(Required action): Reproduce this listing from its first line through the line with "const DEFAULT_OVERRIDE: &str", inclusive, leaving out all that follows.

==== Data records

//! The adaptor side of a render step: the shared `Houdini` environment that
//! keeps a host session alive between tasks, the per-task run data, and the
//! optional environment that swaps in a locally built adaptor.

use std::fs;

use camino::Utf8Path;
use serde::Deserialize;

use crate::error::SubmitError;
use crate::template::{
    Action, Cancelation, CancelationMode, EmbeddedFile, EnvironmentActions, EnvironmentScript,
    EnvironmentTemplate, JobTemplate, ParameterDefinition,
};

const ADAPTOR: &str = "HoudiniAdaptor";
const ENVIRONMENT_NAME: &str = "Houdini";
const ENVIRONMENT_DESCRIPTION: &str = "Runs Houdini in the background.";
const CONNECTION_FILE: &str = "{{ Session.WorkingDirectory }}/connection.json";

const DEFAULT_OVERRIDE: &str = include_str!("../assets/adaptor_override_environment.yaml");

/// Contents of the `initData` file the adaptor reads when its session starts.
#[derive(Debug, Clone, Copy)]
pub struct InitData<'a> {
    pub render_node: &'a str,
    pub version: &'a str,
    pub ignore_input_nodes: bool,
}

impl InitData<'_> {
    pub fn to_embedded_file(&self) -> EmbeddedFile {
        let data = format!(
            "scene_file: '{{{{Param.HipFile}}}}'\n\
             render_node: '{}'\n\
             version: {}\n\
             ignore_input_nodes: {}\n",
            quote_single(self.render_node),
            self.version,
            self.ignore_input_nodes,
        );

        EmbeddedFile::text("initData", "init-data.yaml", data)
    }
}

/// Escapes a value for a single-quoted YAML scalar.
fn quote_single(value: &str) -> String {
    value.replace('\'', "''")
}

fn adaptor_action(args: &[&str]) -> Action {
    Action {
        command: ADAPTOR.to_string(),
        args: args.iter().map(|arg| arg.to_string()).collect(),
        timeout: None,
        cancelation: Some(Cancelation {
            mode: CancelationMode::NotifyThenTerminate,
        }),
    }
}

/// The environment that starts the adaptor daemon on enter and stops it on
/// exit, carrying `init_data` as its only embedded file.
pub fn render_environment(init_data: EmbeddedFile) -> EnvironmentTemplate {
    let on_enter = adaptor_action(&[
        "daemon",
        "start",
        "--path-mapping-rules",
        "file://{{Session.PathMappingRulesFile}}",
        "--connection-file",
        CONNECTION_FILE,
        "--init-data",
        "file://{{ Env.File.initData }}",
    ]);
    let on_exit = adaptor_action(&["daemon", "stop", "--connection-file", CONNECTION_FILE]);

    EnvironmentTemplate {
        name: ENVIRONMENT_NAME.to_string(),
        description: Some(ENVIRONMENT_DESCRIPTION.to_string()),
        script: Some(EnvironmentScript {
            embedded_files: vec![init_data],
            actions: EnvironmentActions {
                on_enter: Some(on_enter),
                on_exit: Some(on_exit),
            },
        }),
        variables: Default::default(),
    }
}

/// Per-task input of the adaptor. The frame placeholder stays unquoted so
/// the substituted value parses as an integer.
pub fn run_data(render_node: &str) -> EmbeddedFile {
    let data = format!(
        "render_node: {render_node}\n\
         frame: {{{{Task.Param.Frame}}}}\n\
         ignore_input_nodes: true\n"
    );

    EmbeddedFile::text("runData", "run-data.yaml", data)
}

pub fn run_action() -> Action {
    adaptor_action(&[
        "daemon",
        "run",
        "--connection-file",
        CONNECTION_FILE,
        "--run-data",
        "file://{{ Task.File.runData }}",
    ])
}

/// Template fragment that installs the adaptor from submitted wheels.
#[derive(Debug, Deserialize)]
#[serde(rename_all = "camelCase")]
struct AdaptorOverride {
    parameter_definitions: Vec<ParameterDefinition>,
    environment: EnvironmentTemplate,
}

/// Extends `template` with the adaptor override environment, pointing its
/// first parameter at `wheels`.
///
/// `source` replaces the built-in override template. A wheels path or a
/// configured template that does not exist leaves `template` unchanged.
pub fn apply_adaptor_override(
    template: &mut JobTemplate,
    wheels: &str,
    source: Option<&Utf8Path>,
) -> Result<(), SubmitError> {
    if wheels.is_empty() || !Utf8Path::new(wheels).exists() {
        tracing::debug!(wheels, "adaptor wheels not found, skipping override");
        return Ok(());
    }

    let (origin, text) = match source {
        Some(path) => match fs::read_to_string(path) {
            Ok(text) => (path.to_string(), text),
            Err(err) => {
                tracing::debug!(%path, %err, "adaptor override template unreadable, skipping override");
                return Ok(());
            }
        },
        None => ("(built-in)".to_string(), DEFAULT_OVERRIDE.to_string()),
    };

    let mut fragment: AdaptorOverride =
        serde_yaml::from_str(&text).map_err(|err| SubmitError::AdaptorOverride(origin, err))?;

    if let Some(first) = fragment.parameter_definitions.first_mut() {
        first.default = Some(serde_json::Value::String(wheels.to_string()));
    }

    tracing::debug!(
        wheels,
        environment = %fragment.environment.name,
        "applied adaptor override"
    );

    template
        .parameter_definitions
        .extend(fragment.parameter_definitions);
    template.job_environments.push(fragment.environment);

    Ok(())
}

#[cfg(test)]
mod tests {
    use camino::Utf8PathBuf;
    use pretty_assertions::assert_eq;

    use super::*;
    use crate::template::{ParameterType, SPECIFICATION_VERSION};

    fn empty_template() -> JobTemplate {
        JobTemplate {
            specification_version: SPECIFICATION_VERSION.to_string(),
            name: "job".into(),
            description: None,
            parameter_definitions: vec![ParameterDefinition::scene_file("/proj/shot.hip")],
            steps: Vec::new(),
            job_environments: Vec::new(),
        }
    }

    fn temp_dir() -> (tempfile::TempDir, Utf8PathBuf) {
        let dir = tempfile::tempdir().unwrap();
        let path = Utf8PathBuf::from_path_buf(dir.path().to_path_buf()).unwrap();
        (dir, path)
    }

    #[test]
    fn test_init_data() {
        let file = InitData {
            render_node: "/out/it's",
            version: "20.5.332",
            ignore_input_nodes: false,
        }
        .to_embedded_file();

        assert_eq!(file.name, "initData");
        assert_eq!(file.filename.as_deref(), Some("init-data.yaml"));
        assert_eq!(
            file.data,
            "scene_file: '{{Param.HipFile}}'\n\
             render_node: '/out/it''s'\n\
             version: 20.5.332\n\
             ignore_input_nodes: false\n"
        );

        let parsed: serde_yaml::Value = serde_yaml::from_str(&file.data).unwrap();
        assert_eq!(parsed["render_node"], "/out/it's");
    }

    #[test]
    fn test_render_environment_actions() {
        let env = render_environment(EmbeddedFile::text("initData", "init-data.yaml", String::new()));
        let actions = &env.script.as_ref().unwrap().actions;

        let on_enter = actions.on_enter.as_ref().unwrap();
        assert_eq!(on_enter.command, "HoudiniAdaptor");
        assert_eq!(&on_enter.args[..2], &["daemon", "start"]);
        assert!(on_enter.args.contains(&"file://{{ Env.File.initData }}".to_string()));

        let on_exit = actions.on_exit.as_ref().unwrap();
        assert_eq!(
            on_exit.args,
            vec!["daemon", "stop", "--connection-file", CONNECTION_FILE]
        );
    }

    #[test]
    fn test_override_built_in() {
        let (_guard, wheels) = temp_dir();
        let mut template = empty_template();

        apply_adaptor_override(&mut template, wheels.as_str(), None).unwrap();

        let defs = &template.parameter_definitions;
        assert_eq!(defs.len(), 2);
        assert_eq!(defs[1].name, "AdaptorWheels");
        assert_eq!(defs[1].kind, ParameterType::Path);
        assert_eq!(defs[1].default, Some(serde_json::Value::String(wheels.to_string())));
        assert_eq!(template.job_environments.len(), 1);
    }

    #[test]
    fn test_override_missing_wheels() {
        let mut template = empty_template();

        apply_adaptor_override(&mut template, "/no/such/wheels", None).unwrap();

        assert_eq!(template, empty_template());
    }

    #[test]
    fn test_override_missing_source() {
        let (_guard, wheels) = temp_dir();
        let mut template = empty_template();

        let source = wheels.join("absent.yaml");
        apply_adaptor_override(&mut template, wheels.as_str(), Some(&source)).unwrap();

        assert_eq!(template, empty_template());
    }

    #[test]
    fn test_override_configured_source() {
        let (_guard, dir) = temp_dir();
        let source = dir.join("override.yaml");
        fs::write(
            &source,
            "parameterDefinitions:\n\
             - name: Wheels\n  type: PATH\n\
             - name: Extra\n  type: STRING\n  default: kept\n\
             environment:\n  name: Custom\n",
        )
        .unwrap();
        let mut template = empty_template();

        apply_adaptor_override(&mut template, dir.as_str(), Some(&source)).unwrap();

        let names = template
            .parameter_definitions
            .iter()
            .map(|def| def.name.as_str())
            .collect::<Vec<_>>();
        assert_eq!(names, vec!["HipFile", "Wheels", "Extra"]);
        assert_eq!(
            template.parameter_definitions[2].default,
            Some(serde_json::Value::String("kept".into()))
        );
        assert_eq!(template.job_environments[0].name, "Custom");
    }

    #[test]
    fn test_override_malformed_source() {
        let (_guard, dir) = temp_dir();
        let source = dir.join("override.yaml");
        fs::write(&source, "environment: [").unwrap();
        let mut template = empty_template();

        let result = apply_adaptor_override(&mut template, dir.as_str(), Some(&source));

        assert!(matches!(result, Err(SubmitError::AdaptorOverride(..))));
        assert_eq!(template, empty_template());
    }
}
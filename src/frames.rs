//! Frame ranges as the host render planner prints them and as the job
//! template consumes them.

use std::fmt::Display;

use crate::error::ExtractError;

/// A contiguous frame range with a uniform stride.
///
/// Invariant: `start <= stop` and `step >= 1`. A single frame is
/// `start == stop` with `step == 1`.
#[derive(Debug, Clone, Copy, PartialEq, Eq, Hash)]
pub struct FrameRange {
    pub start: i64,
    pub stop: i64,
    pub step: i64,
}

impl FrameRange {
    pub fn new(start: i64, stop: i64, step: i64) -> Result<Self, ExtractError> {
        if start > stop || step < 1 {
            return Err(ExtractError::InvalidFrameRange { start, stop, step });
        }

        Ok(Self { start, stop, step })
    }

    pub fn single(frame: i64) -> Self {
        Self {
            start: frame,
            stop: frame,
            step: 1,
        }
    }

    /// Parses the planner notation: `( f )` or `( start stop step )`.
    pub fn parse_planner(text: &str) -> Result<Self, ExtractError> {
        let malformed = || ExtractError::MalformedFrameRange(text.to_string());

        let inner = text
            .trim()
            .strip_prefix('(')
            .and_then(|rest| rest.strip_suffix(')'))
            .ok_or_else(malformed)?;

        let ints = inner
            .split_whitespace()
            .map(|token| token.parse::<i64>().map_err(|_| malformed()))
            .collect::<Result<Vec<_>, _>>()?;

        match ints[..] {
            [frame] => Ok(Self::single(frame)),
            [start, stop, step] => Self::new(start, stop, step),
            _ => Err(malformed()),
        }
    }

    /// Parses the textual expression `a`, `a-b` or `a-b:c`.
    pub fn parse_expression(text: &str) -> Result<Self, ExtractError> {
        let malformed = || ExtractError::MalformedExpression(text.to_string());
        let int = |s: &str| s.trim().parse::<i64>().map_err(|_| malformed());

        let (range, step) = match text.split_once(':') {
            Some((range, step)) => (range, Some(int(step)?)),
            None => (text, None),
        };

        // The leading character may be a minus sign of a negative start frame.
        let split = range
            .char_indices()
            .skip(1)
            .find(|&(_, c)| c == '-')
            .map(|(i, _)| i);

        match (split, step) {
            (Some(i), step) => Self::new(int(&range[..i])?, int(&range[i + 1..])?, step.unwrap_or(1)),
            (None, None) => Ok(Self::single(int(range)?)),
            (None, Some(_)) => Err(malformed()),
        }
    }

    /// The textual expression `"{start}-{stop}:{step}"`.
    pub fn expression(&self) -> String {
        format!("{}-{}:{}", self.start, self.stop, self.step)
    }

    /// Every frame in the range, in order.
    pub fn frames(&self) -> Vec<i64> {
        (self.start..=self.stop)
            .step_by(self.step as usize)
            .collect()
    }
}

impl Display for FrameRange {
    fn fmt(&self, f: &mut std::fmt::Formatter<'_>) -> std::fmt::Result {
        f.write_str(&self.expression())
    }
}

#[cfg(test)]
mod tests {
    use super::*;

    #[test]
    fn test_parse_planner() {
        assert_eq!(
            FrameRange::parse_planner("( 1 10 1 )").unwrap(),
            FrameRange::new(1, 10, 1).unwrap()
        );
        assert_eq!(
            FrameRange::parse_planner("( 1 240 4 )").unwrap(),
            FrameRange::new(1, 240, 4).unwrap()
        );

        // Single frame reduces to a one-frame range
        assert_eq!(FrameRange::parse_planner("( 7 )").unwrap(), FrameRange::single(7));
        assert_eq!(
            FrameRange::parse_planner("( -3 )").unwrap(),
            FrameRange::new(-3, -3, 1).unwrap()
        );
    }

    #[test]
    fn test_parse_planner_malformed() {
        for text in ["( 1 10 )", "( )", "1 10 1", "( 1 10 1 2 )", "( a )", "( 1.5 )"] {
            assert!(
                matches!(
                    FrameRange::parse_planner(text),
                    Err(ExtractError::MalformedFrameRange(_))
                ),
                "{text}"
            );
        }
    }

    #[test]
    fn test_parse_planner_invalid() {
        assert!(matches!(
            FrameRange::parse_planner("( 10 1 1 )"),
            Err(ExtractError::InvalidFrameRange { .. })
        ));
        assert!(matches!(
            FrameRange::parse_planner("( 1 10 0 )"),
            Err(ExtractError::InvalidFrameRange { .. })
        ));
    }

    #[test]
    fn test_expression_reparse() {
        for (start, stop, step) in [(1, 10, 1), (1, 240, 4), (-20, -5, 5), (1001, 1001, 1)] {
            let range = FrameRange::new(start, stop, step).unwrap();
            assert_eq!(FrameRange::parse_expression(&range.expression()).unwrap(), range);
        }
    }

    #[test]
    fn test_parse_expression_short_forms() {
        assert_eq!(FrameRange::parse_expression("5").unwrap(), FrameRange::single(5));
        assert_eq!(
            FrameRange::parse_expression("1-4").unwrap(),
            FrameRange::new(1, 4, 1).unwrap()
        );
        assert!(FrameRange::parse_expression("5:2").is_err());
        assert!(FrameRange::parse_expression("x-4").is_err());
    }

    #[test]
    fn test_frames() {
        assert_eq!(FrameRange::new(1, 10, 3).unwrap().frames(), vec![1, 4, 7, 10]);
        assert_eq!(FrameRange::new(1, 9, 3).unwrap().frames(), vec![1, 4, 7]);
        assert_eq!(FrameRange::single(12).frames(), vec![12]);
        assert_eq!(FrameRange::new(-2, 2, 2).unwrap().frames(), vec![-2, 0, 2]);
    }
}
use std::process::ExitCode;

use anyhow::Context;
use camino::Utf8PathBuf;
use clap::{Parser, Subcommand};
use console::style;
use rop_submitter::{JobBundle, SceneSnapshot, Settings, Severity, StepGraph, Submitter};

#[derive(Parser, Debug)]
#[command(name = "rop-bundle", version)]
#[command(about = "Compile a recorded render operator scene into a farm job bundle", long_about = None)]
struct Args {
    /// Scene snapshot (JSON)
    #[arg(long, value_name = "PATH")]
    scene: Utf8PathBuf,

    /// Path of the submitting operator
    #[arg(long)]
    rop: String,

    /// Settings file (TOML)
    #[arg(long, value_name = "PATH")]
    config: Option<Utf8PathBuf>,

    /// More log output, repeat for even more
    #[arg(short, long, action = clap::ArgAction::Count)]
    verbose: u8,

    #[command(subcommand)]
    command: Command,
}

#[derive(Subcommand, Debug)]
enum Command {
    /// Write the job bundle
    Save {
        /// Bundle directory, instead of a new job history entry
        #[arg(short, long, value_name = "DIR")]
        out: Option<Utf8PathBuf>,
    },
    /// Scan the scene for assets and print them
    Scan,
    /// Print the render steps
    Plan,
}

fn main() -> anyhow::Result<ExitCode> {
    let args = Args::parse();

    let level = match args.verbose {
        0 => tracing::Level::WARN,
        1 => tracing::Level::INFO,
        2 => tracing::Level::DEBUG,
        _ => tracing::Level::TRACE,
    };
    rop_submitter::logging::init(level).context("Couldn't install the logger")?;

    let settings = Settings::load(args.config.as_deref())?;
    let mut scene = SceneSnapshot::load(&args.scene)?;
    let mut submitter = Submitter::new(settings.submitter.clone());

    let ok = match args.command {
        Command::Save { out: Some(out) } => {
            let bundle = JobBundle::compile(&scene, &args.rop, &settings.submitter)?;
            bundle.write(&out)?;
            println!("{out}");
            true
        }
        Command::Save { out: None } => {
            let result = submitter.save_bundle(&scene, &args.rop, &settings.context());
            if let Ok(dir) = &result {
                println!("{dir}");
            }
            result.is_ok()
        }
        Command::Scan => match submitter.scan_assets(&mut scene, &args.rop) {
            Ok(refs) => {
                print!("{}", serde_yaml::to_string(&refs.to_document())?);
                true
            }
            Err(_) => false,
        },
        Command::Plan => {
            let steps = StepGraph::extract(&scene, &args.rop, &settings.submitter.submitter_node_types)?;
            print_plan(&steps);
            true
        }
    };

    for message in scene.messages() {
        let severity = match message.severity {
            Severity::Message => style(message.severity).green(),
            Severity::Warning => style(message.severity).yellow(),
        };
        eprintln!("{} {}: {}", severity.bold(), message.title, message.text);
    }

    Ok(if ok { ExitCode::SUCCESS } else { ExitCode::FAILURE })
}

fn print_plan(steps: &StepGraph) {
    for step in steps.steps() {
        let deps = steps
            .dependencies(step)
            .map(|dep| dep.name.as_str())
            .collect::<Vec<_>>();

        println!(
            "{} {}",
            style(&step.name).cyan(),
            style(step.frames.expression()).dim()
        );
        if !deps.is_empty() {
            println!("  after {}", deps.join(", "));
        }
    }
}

========

(Exercise output):
//! The adaptor side of a render step: the shared `Houdini` environment that
//! keeps a host session alive between tasks, the per-task run data, and the
//! optional environment that swaps in a locally built adaptor.

use std::fs;

use camino::Utf8Path;
use serde::Deserialize;

use crate::error::SubmitError;
use crate::template::{
    Action, Cancelation, CancelationMode, EmbeddedFile, EnvironmentActions, EnvironmentScript,
    EnvironmentTemplate, JobTemplate, ParameterDefinition,
};

const ADAPTOR: &str = "HoudiniAdaptor";
const ENVIRONMENT_NAME: &str = "Houdini";
const ENVIRONMENT_DESCRIPTION: &str = "Runs Houdini in the background.";
const CONNECTION_FILE: &str = "{{ Session.WorkingDirectory }}/connection.json";

const DEFAULT_OVERRIDE: &str = include_str!("../assets/adaptor_override_environment.yaml");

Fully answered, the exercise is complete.